Arm Lift Techniques for Smoother Results

Posted By on Jan 30, 2017 in Arm Lift, Liposuction | 0 comments


The ideal arm lift techniques will differ from patient to patient, although there are generally agreed upon guidelines known to provide smoother, more natural-looking results. For instance, some doctors almost always incorporate simultaneous liposuction to further contour the upper arm and possibly the armpit area as well.

 

In essence, arm lift surgery removes the excess skin with an incision that is limited to the armpit fold, or an inner arm scar that extends down to the elbow; the latter is reserved for massive weight loss patients due to the large amounts of their redundant skin.

 

arm lift techniques

But to further achieve smoother results, there is also a need to reshape the underlying supportive tissue with internal sutures. This additional step also allows the surgeon to eliminate most of the tension on the skin, thus allowing the scars to heal and fade better.

 

It is critical to remove most of the superficial tension, which is achieved with proper wound closure techniques, to prevent the scars from spreading and migrating, as suggested by Orange County plastic surgery experts.

 

A good number of patients also require simultaneous liposuction to further improve their arm contour.

 

Arm liposuction in general must involve most of its circumference to achieve a smoother, more feminine contour (this is almost an exclusive procedure for women). Nonetheless, there should remain a thin layer of superficial fat (beneath the skin) to prevent deformities and skin irregularities.

 

Aside from improving the arm circumference, simultaneous liposuction can also improve the appearance of fat pads in front and/or back of the armpit.
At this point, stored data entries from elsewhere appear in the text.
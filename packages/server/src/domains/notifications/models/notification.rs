use chrono::{DateTime, Utc};
use serde::{Deserialize, Serialize};
use sqlx::{PgExecutor, PgPool};
use std::fmt;
use std::str::FromStr;

use crate::common::{NotificationId, UserId};

/// Notification model - a persisted per-user notification row.
///
/// Durability comes solely from the primary store; there is no delivery
/// transport behind this.
#[derive(sqlx::FromRow, Debug, Clone)]
pub struct Notification {
    pub id: NotificationId,
    pub recipient_id: UserId,
    pub kind: String,
    pub message: String,
    pub related_url: Option<String>,
    pub is_read: bool,
    pub created_at: DateTime<Utc>,
}

/// Notification kind vocabulary.
#[derive(Debug, Clone, Copy, PartialEq, Eq, Serialize, Deserialize)]
#[serde(rename_all = "snake_case")]
pub enum NotificationKind {
    /// A matching job was published.
    NewJob,
    /// An application changed status.
    StatusUpdate,
    /// An interview was scheduled or is coming up.
    InterviewReminder,
    /// A chat message arrived.
    ChatMessage,
    /// Platform-level notice (role activation, audit entries).
    System,
}

impl NotificationKind {
    pub fn as_str(&self) -> &'static str {
        match self {
            NotificationKind::NewJob => "new_job",
            NotificationKind::StatusUpdate => "status_update",
            NotificationKind::InterviewReminder => "interview_reminder",
            NotificationKind::ChatMessage => "chat_message",
            NotificationKind::System => "system",
        }
    }
}

impl fmt::Display for NotificationKind {
    fn fmt(&self, f: &mut fmt::Formatter<'_>) -> fmt::Result {
        f.write_str(self.as_str())
    }
}

impl FromStr for NotificationKind {
    type Err = anyhow::Error;

    fn from_str(s: &str) -> anyhow::Result<Self> {
        match s {
            "new_job" => Ok(NotificationKind::NewJob),
            "status_update" => Ok(NotificationKind::StatusUpdate),
            "interview_reminder" => Ok(NotificationKind::InterviewReminder),
            "chat_message" => Ok(NotificationKind::ChatMessage),
            "system" => Ok(NotificationKind::System),
            _ => Err(anyhow::anyhow!("Invalid notification kind: {}", s)),
        }
    }
}

impl Notification {
    /// Append a notification row. Works against the pool or inside a
    /// workflow transaction.
    pub async fn insert<'e>(
        recipient_id: UserId,
        kind: NotificationKind,
        message: &str,
        related_url: Option<&str>,
        executor: impl PgExecutor<'e>,
    ) -> sqlx::Result<Self> {
        sqlx::query_as::<_, Self>(
            "INSERT INTO notifications (id, recipient_id, kind, message, related_url)
             VALUES ($1, $2, $3, $4, $5)
             RETURNING *",
        )
        .bind(NotificationId::new())
        .bind(recipient_id)
        .bind(kind.as_str())
        .bind(message)
        .bind(related_url)
        .fetch_one(executor)
        .await
    }

    pub async fn find_by_id(id: NotificationId, pool: &PgPool) -> sqlx::Result<Option<Self>> {
        sqlx::query_as::<_, Self>("SELECT * FROM notifications WHERE id = $1")
            .bind(id)
            .fetch_optional(pool)
            .await
    }

    /// Unread notifications for a user, newest first.
    pub async fn find_unread(recipient_id: UserId, pool: &PgPool) -> sqlx::Result<Vec<Self>> {
        sqlx::query_as::<_, Self>(
            "SELECT * FROM notifications
             WHERE recipient_id = $1 AND is_read = FALSE
             ORDER BY created_at DESC, id DESC",
        )
        .bind(recipient_id)
        .fetch_all(pool)
        .await
    }

    pub async fn mark_read(id: NotificationId, pool: &PgPool) -> sqlx::Result<Self> {
        sqlx::query_as::<_, Self>(
            "UPDATE notifications SET is_read = TRUE WHERE id = $1 RETURNING *",
        )
        .bind(id)
        .fetch_one(pool)
        .await
    }
}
This “unwanted” fat rolls become prominent with age or after significant weight loss.

 

It is almost always advisable to use microcannulas, which are narrow flexible tubes that remove the “unwanted” fats, instead of larger cannulas.

 

Microcannulas provide smoother results because they allow for more accurate fat removal, i.e., they remove fats in smaller bits. Furthermore, they require smaller round incisions (1-1.5 mm) that almost always disappear quickly in light-skinned patients.

 

It is also critical to move the microcannulas precisely parallel to the skin and in a rather swift manner to prevent removing too much fats and thus leading to “Swiss cheese” skin irregularities.

 

The right arm lift techniques and the use of ancillary procedures can provide long lasting results provided that the patient maintains a healthy, stable weight.